Problem to work on: Listed below are entries; give the number of lines among them that include "None", and only that number.

Data under study:
☆ ☆ ☆ ☆

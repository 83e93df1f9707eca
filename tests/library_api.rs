// tests/library_api.rs

mod common;

use geosite_files::errors::TransportFailure;
use geosite_files::tree::{ApiResponse, Endpoint, RetryPolicy};
use geosite_files::{execute, ConfigBuilder, Error, OutputFormat, TreeApi};
use std::cell::Cell;
use std::fs;
use std::time::Duration;
use tempfile::tempdir;

/// Serves `owner/repo` on branch `main` with the files under `rules/sets`.
struct FixtureApi {
    leaf_body: &'static str,
    transport_failures_before_branch: Cell<u32>,
}

impl FixtureApi {
    fn new(leaf_body: &'static str) -> Self {
        Self {
            leaf_body,
            transport_failures_before_branch: Cell::new(0),
        }
    }
}

impl TreeApi for FixtureApi {
    fn get(&self, endpoint: &Endpoint) -> Result<ApiResponse, TransportFailure> {
        let (status, body) = match endpoint {
            Endpoint::Branch(name) if name == "main" => {
                let left = self.transport_failures_before_branch.get();
                if left > 0 {
                    self.transport_failures_before_branch.set(left - 1);
                    return Err(TransportFailure("connection reset".to_string()));
                }
                (200, r#"{"name":"main","commit":{"sha":"commit0"}}"#)
            }
            Endpoint::Branch(_) => (404, r#"{"message":"Branch not found"}"#),
            Endpoint::Tree {
                sha,
                recursive: false,
            } if sha == "commit0" => (
                200,
                r#"{"tree":[
                    {"path":"README.md","type":"blob","sha":"r"},
                    {"path":"rules","type":"tree","sha":"rules0"}
                ]}"#,
            ),
            Endpoint::Tree {
                sha,
                recursive: false,
            } if sha == "rules0" => (200, r#"{"tree":[{"path":"sets","type":"tree","sha":"sets0"}]}"#),
            Endpoint::Tree {
                sha,
                recursive: true,
            } if sha == "sets0" => (200, self.leaf_body),
            Endpoint::Tree { .. } => (404, r#"{"message":"Not Found"}"#),
        };
        Ok(ApiResponse {
            status,
            body: body.to_string(),
        })
    }
}

const LEAF: &str = r#"{"tree":[
    {"path":"youtube.mrs","type":"blob","sha":"1"},
    {"path":"category-ads-all.yaml","type":"blob","sha":"2"},
    {"path":"nested","type":"tree","sha":"3"},
    {"path":"nested/apple@cn.list","type":"blob","sha":"4"},
    {"path":"google@!cn.yaml","type":"blob","sha":"5"},
    {"path":"LICENSE","type":"blob","sha":"6"}
],"truncated":false}"#;

fn builder_for(out_dir: &std::path::Path) -> ConfigBuilder {
    ConfigBuilder::new()
        .repo_api("https://api.example.test/repos/owner/repo")
        .branch("main")
        .segments(vec!["rules".to_string(), "sets".to_string()])
        .output_dir(out_dir.to_string_lossy().into_owned())
        .no_report(true)
}

#[test]
fn test_text_mode_writes_sorted_list_and_subsets() -> Result<(), Box<dyn std::error::Error>> {
    let temp = tempdir()?;
    let out_dir = temp.path().join("out");
    let config = builder_for(&out_dir).build()?;

    let api = FixtureApi::new(LEAF);
    let outcome = execute(&config, &api, None, &mut Vec::new())?;

    let expected = vec![
        "LICENSE",
        "category-ads-all.yaml",
        "google@!cn.yaml",
        "nested/apple@cn.list",
        "youtube.mrs",
    ];
    assert_eq!(outcome.files, expected);

    let primary = fs::read_to_string(out_dir.join("complete_geosite_files.txt"))?;
    assert_eq!(primary, format!("{}\n", expected.join("\n")));
    assert_eq!(
        fs::read_to_string(out_dir.join("yaml_files_complete.txt"))?,
        "category-ads-all.yaml\ngoogle@!cn.yaml\n"
    );
    assert_eq!(
        fs::read_to_string(out_dir.join("list_files_complete.txt"))?,
        "nested/apple@cn.list\n"
    );
    assert_eq!(
        fs::read_to_string(out_dir.join("mrs_files_complete.txt"))?,
        "youtube.mrs\n"
    );

    let categories = &outcome.report.categories;
    assert_eq!(categories.china, 1);
    assert_eq!(categories.non_china, 1);
    assert_eq!(categories.ads, 0);
    assert_eq!(categories.category, 1);
    assert_eq!(outcome.report.providers.get("youtube"), Some(&1));
    assert_eq!(outcome.report.providers.get("google"), Some(&1));
    Ok(())
}

#[test]
fn test_json_mode_writes_single_document() -> Result<(), Box<dyn std::error::Error>> {
    let temp = tempdir()?;
    let out_dir = temp.path().join("json");
    let config = builder_for(&out_dir).format(OutputFormat::Json).build()?;

    let outcome = execute(&config, &FixtureApi::new(LEAF), None, &mut Vec::new())?;
    assert_eq!(outcome.written, vec![out_dir.join("complete_geosite_files.json")]);

    let raw = fs::read_to_string(out_dir.join("complete_geosite_files.json"))?;
    let doc: serde_json::Value = serde_json::from_str(&raw)?;
    assert_eq!(doc["total_files"], 5);
    assert_eq!(doc["files"][0], "LICENSE");
    assert_eq!(doc["files"][4], "youtube.mrs");
    assert!(doc["generated_at"].as_str().is_some_and(|s| s.ends_with('Z')));
    assert_eq!(
        doc["source"],
        "https://api.example.test/repos/owner/repo@main:rules/sets"
    );

    // JSON mode never writes the text subsets.
    assert!(!out_dir.join("yaml_files_complete.txt").exists());
    Ok(())
}

#[test]
fn test_empty_leaf_writes_empty_files() -> Result<(), Box<dyn std::error::Error>> {
    let temp = tempdir()?;
    let config = builder_for(temp.path()).build()?;

    let outcome = execute(
        &config,
        &FixtureApi::new(r#"{"tree":[]}"#),
        None,
        &mut Vec::new(),
    )?;

    assert!(outcome.files.is_empty());
    assert_eq!(outcome.report.total, 0);
    assert_eq!(
        fs::read_to_string(temp.path().join("complete_geosite_files.txt"))?,
        ""
    );
    Ok(())
}

#[test]
fn test_unknown_branch_fails_without_writing() -> Result<(), Box<dyn std::error::Error>> {
    let temp = tempdir()?;
    let out_dir = temp.path().join("out");
    let config = builder_for(&out_dir).branch("release").build()?;

    let result = execute(&config, &FixtureApi::new(LEAF), None, &mut Vec::new());

    match result {
        Err(Error::BranchNotFound { branch, status }) => {
            assert_eq!(branch, "release");
            assert_eq!(status, 404);
        }
        other => panic!("Expected BranchNotFound, got {:?}", other.map(|o| o.files)),
    }
    assert!(!out_dir.exists());
    Ok(())
}

#[test]
fn test_missing_segment_is_reported() -> Result<(), Box<dyn std::error::Error>> {
    let temp = tempdir()?;
    let config = builder_for(temp.path())
        .segments(vec!["rules".to_string(), "missing".to_string()])
        .build()?;

    let err = execute(&config, &FixtureApi::new(LEAF), None, &mut Vec::new())
        .err()
        .ok_or("expected an error")?;

    assert!(matches!(err, Error::PathSegmentNotFound { ref segment, .. } if segment == "missing"));
    assert!(err.to_string().contains("'missing'"));
    Ok(())
}

#[test]
fn test_transient_transport_failure_is_retried() -> Result<(), Box<dyn std::error::Error>> {
    let temp = tempdir()?;
    let mut config = builder_for(temp.path()).build()?;
    config.retry = RetryPolicy::new(3, Duration::ZERO);

    let api = FixtureApi::new(LEAF);
    api.transport_failures_before_branch.set(2);

    let outcome = execute(&config, &api, None, &mut Vec::new())?;
    assert_eq!(outcome.files.len(), 5);
    Ok(())
}

#[test]
fn test_report_is_printed_after_saving() -> Result<(), Box<dyn std::error::Error>> {
    let temp = tempdir()?;
    let config = builder_for(temp.path()).no_report(false).preview(2).build()?;

    let mut out = Vec::new();
    execute(&config, &FixtureApi::new(LEAF), None, &mut out)?;
    let printed = String::from_utf8(out)?;

    assert!(printed.contains("Total files: 5"));
    assert!(printed.contains("... and 3 more"));
    assert!(printed.contains("Saved: "));
    assert!(printed.contains("complete_geosite_files.txt"));
    Ok(())
}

☆ ☆ ☆ ☆

Output of the exercise: 7